After releasing a European version of their debut LP in May 1997 (released on Trans Continental, owned by the band’s co-manager, Lou Pearlman), NSYNC became superstars in the international market — yet no one in their home country had a clue who they were. Upon gaining the attention of RCA A&R rep Vincent DeGiorgio, the guys were offered an American record deal with RCA in November 1997. Initially releasing their first single “I Want You Back” in January 1998, NSYNC switched out a few tracks for a U.S. edition of the album, and released NSYNC in the U.S. on March 24, 1998.
A slow burn at first, the album debuted at No. 82 on the Billboard 200, and “I Want You Back” wasn’t seeing the reaction it received overseas. But that summer, the guys performed on a Disney Channel concert special, and suddenly the tides turned. NSYNC mania ultimately ensued, with the album catapulting to No. 2 on the Billboard 200 and selling 10 million copies in the United States alone. The set’s success kickstarted a career for the quintet that led to two more No. 1 albums, countless classic hits, and coming April 30 of this year, a star on the Hollywood Walk of Fame.
In honor of the 20th anniversary of NSYNC’s debut album, Fatone, Bass, Chasez and Kirkpatrick took Billboard back to the beginning. Sharing stories of working with chain-smoking Swedish producers, recording demos in Shaquille O’Neal’s house, and agreeing to that fateful Disney Channel show, the guys detailed exactly how NSYNC came together — and ultimately became established as one of the biggest boy bands of all time.
Here, in their own words, is the history of NSYNC.
“Walking Into Shaquille O’Neal’s House Was a Real Moment”
JC CHASEZ: Back in the day, everyone imagined a grand, studio setup, but in today’s day and age, people are making records on tour buses and just about anywhere now.

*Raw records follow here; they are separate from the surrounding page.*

//! Logging and error tracking setup.

use sentry::integrations::tracing as sentry_tracing;
use tracing_subscriber::{layer::SubscriberExt, util::SubscriberInitExt};

use crate::config::SentryConfig;

/// Initialize Sentry (when configured) and the global tracing subscriber.
///
/// The returned guard flushes pending Sentry events on drop and must be kept
/// alive for the life of the process.
///
/// Logs go to stdout as JSON when `FLY_APP_NAME` is set, as text otherwise.
/// `RUST_LOG` overrides the default `crm=info,crm_cli=info` filter.
pub fn init(sentry: Option<&SentryConfig>) -> Option<sentry::ClientInitGuard> {
    let guard = sentry.map(init_sentry);

    let env_filter = tracing_subscriber::EnvFilter::try_from_default_env()
        .unwrap_or_else(|_| "crm=info,crm_cli=info".into());

    let is_fly = std::env::var("FLY_APP_NAME").is_ok();
    let json_layer = is_fly.then(|| tracing_subscriber::fmt::layer().json().flatten_event(true));
    let text_layer = (!is_fly).then(tracing_subscriber::fmt::layer);

    tracing_subscriber::registry()
        .with(env_filter)
        .with(json_layer)
        .with(text_layer)
        .with(sentry_tracing::layer().event_filter(sentry_event_filter))
        .init();

    guard
}

fn init_sentry(config: &SentryConfig) -> sentry::ClientInitGuard {
    sentry::init((
        config.dsn.as_str(),
        sentry::ClientOptions {
            release: sentry::release_name!(),
            environment: config.environment.clone().map(std::borrow::Cow::Owned),
            sample_rate: config.sample_rate,
            attach_stacktrace: true,
            // Customer emails and phones stay out of error reports.
            send_default_pii: false,
            ..Default::default()
        },
    ))
}

/// Errors and warnings become Sentry events; info and debug become breadcrumbs.
fn sentry_event_filter(metadata: &tracing::Metadata<'_>) -> sentry_tracing::EventFilter {
    match *metadata.level() {
        tracing::Level::ERROR | tracing::Level::WARN => sentry_tracing::EventFilter::Event,
        tracing::Level::INFO | tracing::Level::DEBUG => sentry_tracing::EventFilter::Breadcrumb,
        _ => sentry_tracing::EventFilter::Ignore,
    }
}
//! Row stores for CRM data.
//!
//! # Database: `crm` schema
//!
//! ## Tables
//!
//! - `customers` - Customers (`email` UNIQUE)
//! - `products` - Products with price and stock
//! - `orders` - Orders owned by a customer (cascade on customer delete)
//! - `order_products` - Order to product junction table
//!
//! # Backends
//!
//! - [`PgStore`] - `PostgreSQL` via sqlx
//! - [`MemoryStore`] - In-process store with the same constraints, for tests
//!
//! Both implement [`CrmStore`]. All reads and writes go through a
//! [`CrmTransaction`]; nothing is visible to other callers until
//! [`CrmTransaction::commit`] succeeds, and dropping a transaction rolls it
//! back. A failed write rolls back only itself, so a bulk caller may keep
//! using the transaction afterwards.
//!
//! # Migrations
//!
//! Migrations are stored in `crates/crm/migrations/`, embedded in
//! [`MIGRATOR`], and run via:
//! ```bash
//! cargo run -p crm-cli -- migrate
//! ```

pub mod memory;
pub mod postgres;

use std::collections::BTreeSet;
use std::future::Future;
use std::time::Duration;

use chrono::{DateTime, Utc};
use rust_decimal::Decimal;
use secrecy::ExposeSecret;
use sqlx::PgPool;
use sqlx::migrate::Migrator;
use sqlx::postgres::PgPoolOptions;
use thiserror::Error;

use crm_core::{CustomerId, Email, OrderId, ProductId};

use crate::models::{
    CrmSummary, Customer, NewCustomer, NewOrder, NewProduct, Order, OrderReminder, Product,
};

pub use memory::{MemoryStore, MemoryTransaction};
pub use postgres::{PgStore, PgTransaction};

/// Embedded `crm` schema migrations.
pub static MIGRATOR: Migrator = sqlx::migrate!("./migrations");

/// Errors that can occur during row-store operations.
#[derive(Debug, Error)]
pub enum RepositoryError {
    /// Database error from sqlx.
    #[error("database error: {0}")]
    Database(#[from] sqlx::Error),

    /// Data in the store is corrupted or invalid.
    #[error("data corruption: {0}")]
    DataCorruption(String),

    /// Requested entity was not found.
    #[error("not found")]
    NotFound,

    /// Constraint violation (e.g., unique email).
    #[error("constraint violation: {0}")]
    Conflict(String),

    /// Backend fault outside sqlx.
    #[error("storage error: {0}")]
    Storage(String),
}

/// A transactional store of customers, products and orders.
pub trait CrmStore: Send + Sync {
    /// Transaction handle produced by [`CrmStore::begin`].
    type Tx<'a>: CrmTransaction + 'a
    where
        Self: 'a;

    /// Open a new transaction.
    fn begin(&self) -> impl Future<Output = Result<Self::Tx<'_>, RepositoryError>> + Send;
}

/// Operations available inside one store transaction.
pub trait CrmTransaction: Send {
    /// Look up a customer by normalized email.
    fn find_customer_by_email(
        &mut self,
        email: &Email,
    ) -> impl Future<Output = Result<Option<Customer>, RepositoryError>> + Send;

    /// Get a customer by ID.
    ///
    /// Fails with [`RepositoryError::NotFound`] if it does not exist.
    fn get_customer(
        &mut self,
        id: CustomerId,
    ) -> impl Future<Output = Result<Customer, RepositoryError>> + Send;

    /// Insert a customer.
    ///
    /// Fails with [`RepositoryError::Conflict`] if the email is taken.
    fn insert_customer(
        &mut self,
        input: &NewCustomer,
    ) -> impl Future<Output = Result<Customer, RepositoryError>> + Send;

    /// Delete a customer and every order it owns.
    ///
    /// Returns `false` if the customer did not exist.
    fn delete_customer(
        &mut self,
        id: CustomerId,
    ) -> impl Future<Output = Result<bool, RepositoryError>> + Send;

    /// Insert a product.
    fn insert_product(
        &mut self,
        input: &NewProduct,
    ) -> impl Future<Output = Result<Product, RepositoryError>> + Send;

    /// Look up the lowest-ID product named exactly `name`.
    fn find_product_by_name(
        &mut self,
        name: &str,
    ) -> impl Future<Output = Result<Option<Product>, RepositoryError>> + Send;

    /// Fetch exactly the products whose IDs are in `ids`, ascending by ID.
    ///
    /// Unknown IDs are silently skipped; callers compare cardinalities.
    fn get_products_by_ids(
        &mut self,
        ids: &BTreeSet<ProductId>,
    ) -> impl Future<Output = Result<Vec<Product>, RepositoryError>> + Send;

    /// Change a product's price.
    ///
    /// Fails with [`RepositoryError::NotFound`] if it does not exist.
    fn update_product_price(
        &mut self,
        id: ProductId,
        price: Decimal,
    ) -> impl Future<Output = Result<Product, RepositoryError>> + Send;

    /// Add `increment` to the stock of every product with stock below
    /// `threshold`. Returns the updated products, ascending by ID.
    fn restock_low_stock(
        &mut self,
        threshold: i32,
        increment: i32,
    ) -> impl Future<Output = Result<Vec<Product>, RepositoryError>> + Send;

    /// Insert an order and its product links.
    fn insert_order(
        &mut self,
        input: &NewOrder,
    ) -> impl Future<Output = Result<Order, RepositoryError>> + Send;

    /// Get an order by ID.
    ///
    /// Fails with [`RepositoryError::NotFound`] if it does not exist.
    fn get_order(&mut self, id: OrderId)
    -> impl Future<Output = Result<Order, RepositoryError>> + Send;

    /// Orders with `start <= order_date <= end`, by date then ID.
    fn orders_placed_between(
        &mut self,
        start: DateTime<Utc>,
        end: DateTime<Utc>,
    ) -> impl Future<Output = Result<Vec<OrderReminder>, RepositoryError>> + Send;

    /// Store-wide customer count, order count and revenue.
    fn summary(&mut self) -> impl Future<Output = Result<CrmSummary, RepositoryError>> + Send;

    /// Cheap liveness check.
    fn ping(&mut self) -> impl Future<Output = Result<(), RepositoryError>> + Send;

    /// Make every write in this transaction visible atomically.
    fn commit(self) -> impl Future<Output = Result<(), RepositoryError>> + Send;
}

/// Create a `PostgreSQL` connection pool with sensible defaults.
///
/// # Arguments
///
/// * `database_url` - `PostgreSQL` connection string (wrapped in `SecretString`)
/// * `max_connections` - Upper bound on pooled connections
///
/// # Errors
///
/// Returns `sqlx::Error` if the connection cannot be established.
pub async fn create_pool(
    database_url: &secrecy::SecretString,
    max_connections: u32,
) -> Result<PgPool, sqlx::Error> {
    pool_options(max_connections)
        .connect(database_url.expose_secret())
        .await
}

/// Like [`create_pool`], but connects on first use instead of up front.
///
/// # Errors
///
/// Returns `sqlx::Error` only if the connection string cannot be parsed.
pub fn create_lazy_pool(
    database_url: &secrecy::SecretString,
    max_connections: u32,
) -> Result<PgPool, sqlx::Error> {
    pool_options(max_connections).connect_lazy(database_url.expose_secret())
}

fn pool_options(max_connections: u32) -> PgPoolOptions {
    PgPoolOptions::new()
        .max_connections(max_connections)
        .min_connections(1)
        .acquire_timeout(Duration::from_secs(10))
}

We did it for budgetary reasons.
JOEY FATONE: The very, very first time we recorded stuff, it was a demo — and we recorded at Shaquille O’Neal’s house, actually. He had a recording studio in Orlando. We did, I think, four songs.
CHASEZ: It was kind of our first break. This guy heard us sing the [National] anthem, asked us who we were. We said we were a new group, and we were looking to put our demo together, and he offered his studio to us. It was a very generous offer, and we took him up on it. (Laughs.) We used that demo to shop our deal.
LANCE BASS: As a kid from Mississippi who had never really left the state, and as a 15-year-old huge Orlando Magic fan, walking into Shaquille O’Neal’s house — with the doors being so huge and everything — it was a real moment for me.
CHRIS KIRKPATRICK: We didn’t get to meet him, but we saw he had that song with Fu Schnickens and all those [guys]. We saw the gold records, and we were just in awe.
CHASEZ: It wasn’t an oversized room or anything — but he built a full-blown recording studio in his guest house at his mansion in Orlando. It was exciting.
BASS: Up until this point, we hadn’t recorded in a major studio. We’d always recorded in closets, just little studios here and there. A lot of closets with mattresses on the wall — we’ve hit all of those. Real glamorous. A new band with no budget, that’s what you gotta do.
FATONE: We were literally recording “Sailing,” “Giddy Up,” a couple of songs in a closet.
CHASEZ: We worked with a producer named Veit Renn and he was working out of a house. He had, basically, his work room set up in what would be an office of a house. The office had a closet, so it was in a separate room, so you had soundproofing. He just took whatever was available, so he just stuck a bunch of mattresses against a wall, and that’s what we used — and it worked.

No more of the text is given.